IBM’s Albany research laboratory has recently come out with the news that it has created a microchip of only 2 nanometers in dimensions. This could mean a massive shift for the computer processor industry.
At a mere 2 nm, IBM’s new chip would be the smallest microchip ever made. Its small size coupled with its capabilities would have ramifications we are still grappling to comprehend.
IBM states that the new 2nm microchip surpasses the current 7nm microchip with a 45% improvement in performance. A current microchip that is already regarded as high-performing. The new chip also has greater energy efficiency.
According to IBM blog statements, the new 2nm microchip can meet current microchips’ performance capabilities but only at 75% less power consumption.

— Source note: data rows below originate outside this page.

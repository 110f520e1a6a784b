use crate::models::{MatchedAsset, Release, RepoState, RepoStatus, Repository};
use crate::resolver::Selection;
use crate::{archive, config, download, matcher, render, resolver};
use anyhow::{Context, Result};
use std::path::Path;

/// Options for the fetch action
#[derive(Debug, Clone, Default)]
pub struct FetchOptions {
    pub update: bool,
    pub tags: Vec<String>,
    pub dry_run: bool,
}

/// Drive the full fetch lifecycle: preflight, status report, downloads.
pub fn run(config_path: &Path, argument: Option<&str>, opts: &FetchOptions) -> Result<()> {
    let mut config = config::load(config_path)?;

    if config.paths.targetdir.is_empty() {
        println!("Target directory not set, using current directory");
        config.paths.targetdir = ".".to_string();
    }
    let target_dir = config::expand_home(&config.paths.targetdir)?;
    config::ensure_writable_dir(&target_dir)?;

    let selection = resolver::resolve(&config, argument)?;
    let token = config.auth.token.clone();

    let statuses = preflight(
        &selection,
        &target_dir,
        opts,
        std::env::consts::ARCH,
        std::env::consts::OS,
        |repo| download::github::latest_release(&repo.name, token.as_deref()),
    );

    render::print_repositories(&statuses);
    fetch_all(&statuses, &target_dir, opts.dry_run);

    Ok(())
}

/// Determine, per repository and without side effects on the target
/// directory, whether installation is needed and which asset would be used.
/// Repositories excluded by the filename or tag filters are skipped
/// entirely; everything else is recorded as OK, KO, or Exists.
pub fn preflight<F>(
    selection: &Selection,
    target_dir: &Path,
    opts: &FetchOptions,
    arch: &str,
    os: &str,
    mut lookup: F,
) -> Vec<RepoStatus>
where
    F: FnMut(&Repository) -> Result<Release>,
{
    let arch = arch.to_lowercase();
    let os = os.to_lowercase();

    println!("[Preflight]");
    let mut statuses = Vec::new();
    for repo in &selection.repos {
        if !selection.names.is_empty() && !selection.names.contains(&repo.file) {
            continue;
        }
        if !opts.tags.is_empty() && !repo.has_tag(&opts.tags) {
            continue;
        }

        if !opts.update {
            let check_file = repo.check_file();
            if target_dir.join(check_file).exists() {
                println!("  - ignoring existing command {} ({})", repo.file, check_file);
                statuses.push(RepoStatus {
                    repo: repo.clone(),
                    state: RepoState::Exists,
                });
                continue;
            }
        }

        let state = match lookup(repo) {
            Ok(release) => match matcher::select_asset(&release.assets, &arch, &os) {
                Some(asset) => {
                    println!("  + identified Asset: {}", asset.name);
                    RepoState::Ok(MatchedAsset {
                        name: asset.name.clone(),
                        url: asset.browser_download_url.clone(),
                        format: matcher::asset_format(&asset.name),
                    })
                }
                None => RepoState::Ko,
            },
            Err(err) => {
                println!("  - {err:#}");
                RepoState::Ko
            }
        };
        statuses.push(RepoStatus {
            repo: repo.clone(),
            state,
        });
    }
    statuses
}

/// Download and install every repository marked OK, in order. The first
/// failure aborts the remaining batch; KO and Exists repositories are
/// reported as ignored and never downloaded.
pub fn fetch_all(statuses: &[RepoStatus], target_dir: &Path, dry_run: bool) {
    println!("[Fetching]");
    for status in statuses {
        let asset = match &status.state {
            RepoState::Ok(asset) => asset,
            _ => {
                println!(
                    "  {} {}",
                    status.repo.name,
                    render::fetch_label(false, dry_run)
                );
                continue;
            }
        };
        if dry_run {
            println!("  {} {}", status.repo.name, render::fetch_label(true, true));
            continue;
        }
        if let Err(err) = fetch_one(&status.repo, asset, target_dir) {
            println!("  {}: [{err:#}]", status.repo.file);
            break;
        }
        println!("  {} {}", status.repo.name, render::fetch_label(true, false));
    }
}

/// Download one asset into a scratch directory and extract the requested
/// files into the target directory. The scratch directory is removed when
/// this returns.
fn fetch_one(repo: &Repository, asset: &MatchedAsset, target_dir: &Path) -> Result<()> {
    let scratch = tempfile::Builder::new()
        .prefix("relget_work_")
        .tempdir()
        .with_context(|| "failed to create scratch directory")?;
    let asset_path = scratch.path().join(&asset.name);

    download::http::download_file(&asset.url, &asset_path)?;
    archive::extract_named(&asset_path, asset.format, &repo.file, &repo.utils, target_dir)?;
    Ok(())
}
use crate::fetch::FetchOptions;
use crate::models::{Args, Commands};
use crate::{config, fetch, refresh, render};
use anyhow::Result;
use clap::Parser;

/// Main CLI entry point
pub fn run() -> Result<()> {
    let args = Args::parse();

    match args.command {
        Commands::List { config, tags } => {
            let location = config::config_location(config.as_deref())?;
            let loaded = config::load(&location)?;
            render::print_list(&loaded.repositories, &expand_tags(tags.as_deref()));
        }
        Commands::Tags { config } => {
            let location = config::config_location(config.as_deref())?;
            let loaded = config::load(&location)?;
            render::print_tags(&loaded.repositories);
        }
        Commands::Refresh { config } => {
            let location = config::config_location(config.as_deref())?;
            let loaded = config::load(&location)?;
            refresh::run(&location, loaded.auth.token.as_deref())?;
        }
        Commands::Fetch {
            argument,
            config,
            update,
            tags,
            dry_run,
        } => {
            let location = config::config_location(config.as_deref())?;
            let opts = FetchOptions {
                update,
                tags: expand_tags(tags.as_deref()),
                dry_run,
            };
            fetch::run(&location, argument.as_deref(), &opts)?;
        }
    }

    Ok(())
}

/// Split a comma-separated tag list into individual tags
fn expand_tags(tags: Option<&str>) -> Vec<String> {
    tags.map(|list| {
        list.split(',')
            .map(str::trim)
            .filter(|t| !t.is_empty())
            .map(str::to_string)
            .collect()
    })
    .unwrap_or_default()
}
pub mod github;
pub mod http;
use crate::models::{Auth, Config, Paths};
use anyhow::{Context, Result};
use std::fs;
use std::path::{Path, PathBuf};

const CONFIG_DIR_NAME: &str = "relget";
const CONFIG_FILE_NAME: &str = "config.toml";
const CONFIG_SUFFIX: &str = ".toml";

/// Resolve the configuration location: an explicit `--config` path wins;
/// otherwise the per-user config directory is used, created and seeded with
/// a default `config.toml` on first run.
pub fn config_location(flag: Option<&str>) -> Result<PathBuf> {
    if let Some(path) = flag {
        return Ok(PathBuf::from(path));
    }

    let base = dirs::config_dir().ok_or_else(|| anyhow::anyhow!("no user config directory"))?;
    let user_path = base.join(CONFIG_DIR_NAME);
    if !user_path.exists() {
        fs::create_dir_all(&user_path).with_context(|| {
            format!("failed to create config directory: {}", user_path.display())
        })?;
    }

    let config_file = user_path.join(CONFIG_FILE_NAME);
    if !config_file.exists() {
        let default_config = Config {
            auth: Auth {
                token: Some("github_<your-token>".to_string()),
            },
            paths: Paths {
                targetdir: "~/.local/bin".to_string(),
            },
            repositories: Vec::new(),
        };
        let content = toml::to_string_pretty(&default_config)
            .with_context(|| "failed to serialize default config")?;
        fs::write(&config_file, content).with_context(|| {
            format!("failed to write default config: {}", config_file.display())
        })?;
        println!(
            "Created default configuration in {} (binaries stored in ~/.local/bin)",
            user_path.display()
        );
        println!("If you wish to use a github token, set [auth] token in config.toml");
    }

    Ok(user_path)
}

/// Load configuration from a single file, or merge every `*.toml` file in a
/// directory. Repositories are sorted by installed filename for
/// deterministic iteration.
pub fn load(path: &Path) -> Result<Config> {
    let meta = fs::metadata(path)
        .with_context(|| format!("error reading config: {}", path.display()))?;

    let mut config = if meta.is_dir() {
        let mut names: Vec<PathBuf> = fs::read_dir(path)
            .with_context(|| format!("error reading config directory: {}", path.display()))?
            .filter_map(|entry| entry.ok())
            .map(|entry| entry.path())
            .filter(|p| {
                p.is_file()
                    && p.file_name()
                        .and_then(|n| n.to_str())
                        .is_some_and(|n| n.ends_with(CONFIG_SUFFIX))
            })
            .collect();
        names.sort();

        let mut merged = Config::default();
        for file in names {
            let one = load_one(&file)?;
            merge(&mut merged, one);
        }
        merged
    } else {
        load_one(path)?
    };

    config.repositories.sort_by(|a, b| a.file.cmp(&b.file));
    Ok(config)
}

fn load_one(path: &Path) -> Result<Config> {
    let content = fs::read_to_string(path)
        .with_context(|| format!("error reading config file: {}", path.display()))?;
    toml::from_str(&content)
        .with_context(|| format!("error parsing config file: {}", path.display()))
}

/// Merge one config fragment into the accumulator: list fields append,
/// scalar fields keep the first non-empty value seen.
fn merge(into: &mut Config, other: Config) {
    if into.auth.token.is_none() {
        into.auth.token = other.auth.token;
    }
    if into.paths.targetdir.is_empty() {
        into.paths.targetdir = other.paths.targetdir;
    }
    into.repositories.extend(other.repositories);
}

/// Expand a leading `~` or `~/` to the user's home directory. Other
/// `~`-prefixed forms such as `~user/bin` pass through untouched.
pub fn expand_home(path: &str) -> Result<PathBuf> {
    if path == "~" || path.starts_with("~/") {
        let home = dirs::home_dir().ok_or_else(|| anyhow::anyhow!("no home directory"))?;
        if path == "~" {
            return Ok(home);
        }
        return Ok(home.join(&path[2..]));
    }
    Ok(PathBuf::from(path))
}

/// Verify the target directory exists and is writable by creating and
/// immediately removing a probe file.
pub fn ensure_writable_dir(dir: &Path) -> Result<()> {
    let meta = fs::metadata(dir)
        .with_context(|| format!("error checking target directory: {}", dir.display()))?;
    if !meta.is_dir() {
        anyhow::bail!("target directory {} is not a directory", dir.display());
    }
    tempfile::Builder::new()
        .prefix("write_test_")
        .tempfile_in(dir)
        .with_context(|| format!("target directory {} is not writable", dir.display()))?;
    Ok(())
}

These two performance statistics combined can mean a great deal in terms of application. Mobile phones using the new microchips could have four times the battery life. Such devices would only need charging after four days have passed.

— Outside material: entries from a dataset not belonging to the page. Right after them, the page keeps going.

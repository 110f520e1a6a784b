pub mod tar;
pub mod zip;

use crate::models::AssetFormat;
use anyhow::{Context, Result};
use flate2::read::GzDecoder;
use std::fs;
use std::io::Read;
use std::path::Path;

/// Extract the requested member files from a downloaded asset into the
/// target directory. Returns the names actually written. Fails when the
/// archive never contained a member matching the primary filename.
pub fn extract_named(
    archive_path: &Path,
    format: AssetFormat,
    primary: &str,
    utils: &[String],
    target_dir: &Path,
) -> Result<Vec<String>> {
    let written = match format {
        AssetFormat::Binary => {
            let mut file = fs::File::open(archive_path).with_context(|| {
                format!("failed to open downloaded file: {}", archive_path.display())
            })?;
            write_executable(&target_dir.join(primary), &mut file)?;
            vec![primary.to_string()]
        }
        AssetFormat::Tarball => {
            let file = fs::File::open(archive_path).with_context(|| {
                format!("failed to open tar file: {}", archive_path.display())
            })?;
            tar::extract_named_from_reader(file, primary, utils, target_dir)?
        }
        AssetFormat::GzipTarball => {
            let file = fs::File::open(archive_path).with_context(|| {
                format!("failed to open tar.gz file: {}", archive_path.display())
            })?;
            tar::extract_named_from_reader(GzDecoder::new(file), primary, utils, target_dir)?
        }
        AssetFormat::Zip => zip::extract_named(archive_path, primary, utils, target_dir)?,
    };

    if !written.iter().any(|name| name == primary) {
        anyhow::bail!("no archive member named '{primary}' found");
    }
    for util in utils {
        if !written.iter().any(|name| name == util) {
            println!("  - util {util} not found in archive");
        }
    }
    Ok(written)
}

/// Match an entry's base name against the requested set: the primary file
/// first, then each declared util.
pub(crate) fn match_target<'a>(
    base_name: &str,
    primary: &'a str,
    utils: &'a [String],
) -> Option<&'a str> {
    if base_name == primary {
        return Some(primary);
    }
    utils
        .iter()
        .find(|util| util.as_str() == base_name)
        .map(String::as_str)
}

/// Write a payload file with executable permissions (0755)
pub(crate) fn write_executable(path: &Path, content: &mut impl Read) -> Result<()> {
    let mut out = fs::File::create(path)
        .with_context(|| format!("failed to create file: {}", path.display()))?;
    std::io::copy(content, &mut out)
        .with_context(|| format!("failed to write file: {}", path.display()))?;
    drop(out);

    #[cfg(unix)]
    {
        use std::os::unix::fs::PermissionsExt;
        fs::set_permissions(path, fs::Permissions::from_mode(0o755))
            .with_context(|| format!("failed to set permissions on {}", path.display()))?;
    }

    Ok(())
}
use crate::download::{github, http};
use anyhow::{Context, Result};
use flate2::read::GzDecoder;
use std::fs;
use std::io::Read;
use std::path::Path;
use tar::Archive;

// Published bundle of repository fragments, attached to this project's own
// releases.
const LIST_REPO: &str = "relget/relget";
const LIST_ASSET: &str = "config.tgz";

/// Refresh the bundled repository list: download the `config.tgz` asset
/// from the latest release and unpack its fragment files into the config
/// directory. The user's own `config.toml` is never touched.
pub fn run(config_path: &Path, token: Option<&str>) -> Result<()> {
    let release = github::latest_release(LIST_REPO, token)?;
    let asset = release
        .assets
        .iter()
        .find(|a| a.name == LIST_ASSET)
        .ok_or_else(|| anyhow::anyhow!("no {LIST_ASSET} asset in the latest release"))?;

    println!("Downloading from {}", asset.browser_download_url);
    let scratch = tempfile::Builder::new()
        .prefix("relget_work_")
        .tempdir()
        .with_context(|| "failed to create scratch directory")?;
    let archive_path = scratch.path().join(LIST_ASSET);
    http::download_file(&asset.browser_download_url, &archive_path)?;

    let config_dir = if config_path.is_file() {
        config_path.parent().unwrap_or(config_path)
    } else {
        config_path
    };
    unpack_fragments(&archive_path, config_dir)
}

/// Unpack every regular file from the bundle into the config directory,
/// flattened to base names, skipping any `config.toml`.
fn unpack_fragments(archive_path: &Path, config_dir: &Path) -> Result<()> {
    let file = fs::File::open(archive_path)
        .with_context(|| format!("failed to open bundle: {}", archive_path.display()))?;
    let mut archive = Archive::new(GzDecoder::new(file));

    for entry in archive.entries().with_context(|| "failed to read bundle entries")? {
        let mut entry = entry.with_context(|| "failed to access bundle entry")?;
        if !entry.header().entry_type().is_file() {
            continue;
        }
        let base_name = {
            let path = entry.path().with_context(|| "failed to get entry path")?;
            match path.file_name().and_then(|n| n.to_str()) {
                Some(name) => name.to_string(),
                None => continue,
            }
        };
        if base_name == "config.toml" {
            continue;
        }
        let out_path = config_dir.join(&base_name);
        println!("  - Extracting to {}", out_path.display());
        let mut content = Vec::new();
        entry
            .read_to_end(&mut content)
            .with_context(|| format!("failed to read bundle entry {base_name}"))?;
        fs::write(&out_path, content)
            .with_context(|| format!("failed to write {}", out_path.display()))?;
    }

    Ok(())
}

#[cfg(test)]
mod tests {
    use super::*;
    use flate2::Compression;
    use flate2::write::GzEncoder;
    use std::io::Write;

    fn build_bundle(entries: &[(&str, &[u8])]) -> Vec<u8> {
        let mut builder = tar::Builder::new(Vec::new());
        for (path, data) in entries {
            let mut header = tar::Header::new_gnu();
            header.set_size(data.len() as u64);
            header.set_mode(0o644);
            builder.append_data(&mut header, path, *data).unwrap();
        }
        let tar_bytes = builder.into_inner().unwrap();
        let mut encoder = GzEncoder::new(Vec::new(), Compression::default());
        encoder.write_all(&tar_bytes).unwrap();
        encoder.finish().unwrap()
    }

    #[test]
    fn test_unpack_fragments_skips_user_config() {
        let scratch = tempfile::tempdir().unwrap();
        let config_dir = tempfile::tempdir().unwrap();
        let bundle = build_bundle(&[
            ("config/10-network.toml", b"[[repositories]]\nname = \"a/b\"\nfile = \"b\"\n"),
            ("config/config.toml", b"[auth]\ntoken = \"overwritten\"\n"),
        ]);
        let archive_path = scratch.path().join("config.tgz");
        fs::write(&archive_path, bundle).unwrap();

        unpack_fragments(&archive_path, config_dir.path()).unwrap();

        assert!(config_dir.path().join("10-network.toml").exists());
        assert!(!config_dir.path().join("config.toml").exists());
    }
}
use anyhow::{Context, Result};
use std::fs;
use std::path::Path;
use zip::ZipArchive;

/// Extract entries matching the primary filename or one of the utils from a
/// zip archive, iterating the file index in directory order. Same matching
/// semantics as the tar walker.
pub fn extract_named(
    zip_path: &Path,
    primary: &str,
    utils: &[String],
    target_dir: &Path,
) -> Result<Vec<String>> {
    let file = fs::File::open(zip_path)
        .with_context(|| format!("failed to open zip file: {}", zip_path.display()))?;
    let mut archive = ZipArchive::new(file).with_context(|| "failed to read zip archive")?;

    let mut written = Vec::new();
    for i in 0..archive.len() {
        let mut entry = archive
            .by_index(i)
            .with_context(|| format!("failed to access zip entry {i}"))?;
        if entry.is_dir() {
            continue;
        }
        let base_name = match Path::new(entry.name())
            .file_name()
            .and_then(|n| n.to_str())
        {
            Some(name) => name.to_string(),
            None => continue,
        };
        let Some(wanted) = super::match_target(&base_name, primary, utils) else {
            continue;
        };
        let out_path = target_dir.join(wanted);
        super::write_executable(&out_path, &mut entry)
            .with_context(|| format!("failed to extract {wanted}"))?;
        written.push(wanted.to_string());
        if utils.is_empty() {
            break;
        }
    }

    Ok(written)
}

This greater power efficiency and charge life would be on top of the improved computer capabilities. Not to mention the potential ramifications for larger data centers.

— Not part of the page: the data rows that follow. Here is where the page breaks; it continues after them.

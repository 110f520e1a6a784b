use crate::models::{RepoState, RepoStatus, Repository};
use std::collections::BTreeMap;

/// Status label for the repositories report
pub fn status_label(state: &RepoState) -> &'static str {
    match state {
        RepoState::Ok(_) => "[OK]",
        RepoState::Ko => "[XXX]",
        RepoState::Exists => "[Exist]",
    }
}

/// Label for one fetching-phase outcome
pub fn fetch_label(fetched: bool, dry_run: bool) -> &'static str {
    match (dry_run, fetched) {
        (true, true) => "Dry-Run: [Fetched]",
        (true, false) => "Dry-Run: [Ignored]",
        (false, true) => "[Fetched]",
        (false, false) => "[Ignored]",
    }
}

/// Print the per-repository status summary
pub fn print_repositories(statuses: &[RepoStatus]) {
    println!("[Repositories]");
    for status in statuses {
        println!(
            "    repository: {} {}",
            status.repo.name,
            status_label(&status.state)
        );
    }
}

/// Print the `list` table: one row per configured repository, optionally
/// filtered by tags.
pub fn print_list(repos: &[Repository], tags: &[String]) {
    let rows: Vec<(&str, &str, String)> = repos
        .iter()
        .filter(|repo| tags.is_empty() || repo.has_tag(tags))
        .map(|repo| (repo.file.as_str(), repo.comment.as_str(), repo.tags.join(", ")))
        .collect();

    let headers = ("Binary", "Description", "Tags");
    let width0 = rows
        .iter()
        .map(|r| r.0.len())
        .chain([headers.0.len()])
        .max()
        .unwrap_or(0);
    let width1 = rows
        .iter()
        .map(|r| r.1.len())
        .chain([headers.1.len()])
        .max()
        .unwrap_or(0);

    println!("{:width0$}  {:width1$}  {}", headers.0, headers.1, headers.2);
    for (file, comment, tag_list) in rows {
        println!("{file:width0$}  {comment:width1$}  {tag_list}");
    }
}

/// Print the `tags` table: tag name and repository count, sorted by tag
pub fn print_tags(repos: &[Repository]) {
    let mut counts: BTreeMap<&str, usize> = BTreeMap::new();
    for repo in repos {
        for tag in &repo.tags {
            *counts.entry(tag.as_str()).or_insert(0) += 1;
        }
    }

    let width = counts
        .keys()
        .map(|t| t.len())
        .chain(["Tag".len()])
        .max()
        .unwrap_or(0);
    println!("{:width$}  Repos", "Tag");
    for (tag, count) in counts {
        println!("{tag:width$}  {count}");
    }
}
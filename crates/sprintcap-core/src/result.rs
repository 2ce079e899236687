use crate::error::PlannerError;

pub type PlannerResult<T> = Result<T, PlannerError>;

Data centers that make use of the new 2nm microchip could see a massive reduction in their carbon footprints. Such data centers are responsible for 1% of the energy used all around the world.
Laptops that incorporate the new microchips could potentially see incredible increases in their performance in regard to application processing, better language translation, and internet access speed.
The new microchips could also translate into faster object detection and reaction time for the automated systems of self-driving cars.
Darío Gill, IBM’s Director of Research as well as SVP, stated, “The IBM innovation reflected in this new 2nm chip is essential to the entire semiconductor and IT industry.”
He went on to say “It is the product of IBM’s approach of taking on hard challenges and a demonstration of how breakthroughs can result from sustained investments and a collaborative R&D ecosystem approach.”
Gill is likely referring to how IBM Research Albany cultivates collaborative research and development with partners in both the private and public sectors for the advancement of semiconductor technology.
This technological breakthrough comes at a time of ever-increasing demand for not only new devices but better and faster ones. Despite being a little bigger than a thumbnail the new 2nm microchip can contain 50 billion transistors. The new design owes its origins to IBM’s nanosheet technology.